Friday, January 09, 2009

Acadmic freedom in US war colleges (Updated)

I wondered whether the military colleges were under pressure from Cheney and Rummy to conform their academic work to the Republican Party line. I frequently quote from papers and articles from the Army War College's Strategic Studies Institute (SSI) and from their quarterly journal Parameters. And I also have used material from other military war colleges and service publications.

While some of those papers and articles do reflect the administration line, for better or worse, many provide information that doesn't conform to the administration's preferred public image of the Iraq War or other situations. The military colleges have long maintained a strong record of quality scholarship and academic freedom, which means they provide materials representing a variety of viewpoints and types of analysis, not just pieces reflecting current official positions. (You can find the PR stuff at the services' press sites, much of it so wooden you'd think they would be embarrassed to publish it.) The Autumn 2008 issue of Parameters includes articles by Travis Sharp of the Center for Arms Control and Non-Proliferation and Michael Lind of the New America Foundation.

Tom Ricks in his new blog at the Foreign Policy Web site, which started just this week with a whole new look and approach that should make it a more valuable source of commentary on contemporary events, addresses some issues that have arisen at the Army War College in particular. The bottom line: Rummy did try to impose a more Party-line approach at that institution.


Rather bizarrely, professors have been prohibited from assigning the works of radical Islamists.[Update: two commenters have pointed out that Ricks' report on this aspect is not correct, which I'm glad to hear. I take their comments to be accurate. So the comments in the following paragraph don't seem to apply to the actual situation at the Army War College.]

This is another example of the hairbrained notion of shallow-minded Manichaeanism that someone thinks that understanding the enemy (or potential enemies) is a bad thing. Do they think that knowing what Sayyid Qutb's or Mawlānā Abu'l-A‛la Mawdūdī's approach to political Islam was is going to turn them into suicide bombers? This is a real fear of ideas. This notion that you shouldn't even read what the Other Side says about their goals seems to have an underlying assumption that you only read things for instructions, like the directions for how to set up your new TV. (Qutb and Mawdūdī are probably easier to understand than the average electronics or appliance instruction, but that's another matter.)

Ricks' two posts on that topic are Fiasco at the Army War College 01/07/09 and Fiasco at the Army War College: The sequel 01/08/09. The first post involves Steven Metz of the SSI, and includes comments from Metz himself in response. I won't try to summarize the particular dispute here, but the post and Metz' response give a good idea of what happened - which wasn't quite what Ricks seems to have first assumed.

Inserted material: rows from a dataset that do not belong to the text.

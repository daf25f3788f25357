// SPDX-License-Identifier: BSD-3-Clause
// Copyright (c) 2025 Cartesian School - Siergej Sobolewski

//! vectorgen: writes the trap vector stubs and table to stdout.
//! Takes no arguments; output is byte-identical on every run.

use std::io::{self, BufWriter, Write};

use tool_log::tlog_error;

fn run() -> vectorgen::Result<()> {
    let stdout = io::stdout();
    let mut out = BufWriter::new(stdout.lock());
    vectorgen::generate(&mut out)?;
    out.flush()?;
    Ok(())
}

fn main() {
    tool_log::init(tool_log::DEFAULT_LEVEL, tool_log::LoggerCallbacks::default());

    if let Err(e) = run() {
        tlog_error!("vectorgen", "{}", e);
        std::process::exit(1);
    }
}
// tools/vectorgen/src/lib.rs
// Trap vector stub generator
// ============================================================================
// Copyright (c) 2025 Cartesian School - Siergej Sobolewski
// SPDX-License-Identifier: BSD-3-Clause

//! Build-time generator for the x86 trap entry stubs (`vector0`..`vector255`)
//! and the `vectors` table the IDT setup code indexes by vector number.
//!
//! The executable writes the default listing to stdout; kernel build scripts
//! can use the library directly with their own [`GenConfig`].

pub mod config;
pub mod emit;
pub mod error;
pub mod vectors;

pub use config::{Dialect, GenConfig};
pub use emit::{generate, Sections, VectorTableGenerator};
pub use error::{Error, Result};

I got a smile from a commenter responding to Metz, saying, "Probably the majority of bloggers have never heard of you before despite your great accomplishments." That's certainly not true here, where I've posted a number of times about Metz' work about the nature of counterinsurgency. I'm also going to be posting about his 2008 book Iraq and the Evolution of American Strategy, in which he provides one of the best descriptions I've seen of the whole "revolution in military affairs" and "transformation" that loomed so large in the US military in recent years. He also makes some important points about how the Iraq War is likely to be taken as a paradigm for future wars and why it's important to understand what really happened in a clear-eyed manner.

In his comments to the first post, Metz gives a description of how academic freedom has a different context in the military colleges than in most public or private universities:

There are other important differences between academic freedom in a DoD setting and a civilian academic setting. Much of the analysis done within DoD is about the organization itself--its structure, policies, leadership, etc. Most of the analysis done in civilian academia deals with organizations, policies, and people outside the academic organization itself. This means that as a general rule, critical analysis done under the policy of academic freedom within DoD strikes more directly at DoD itself than does critical analysis undertaken in a university. Very few academics build their careers through critical analysis of academia, particularly their own institution or their own leaders. But that's exactly what DoD academics do.

It is also true that most of the leadership in DoD, whether uniformed military or senior civilians, have not spent all or most of their careers in an environment where the value of academic freedom is inculcated. They understand "strategic communications" used to promote the messages and interests of the organization, but may not be as comfortable with public criticism of their organization from inside it. Given that, there is an amazing depth of tolerance for self criticism from DoD's senior leaders. I have long been amazed that the U.S. Army pays me to, with some frequency, tell it that I think it's wrong. That Army and DoD leaders can understand, tolerate, and value something that they may not have deep personal experience with says much about their sagacity.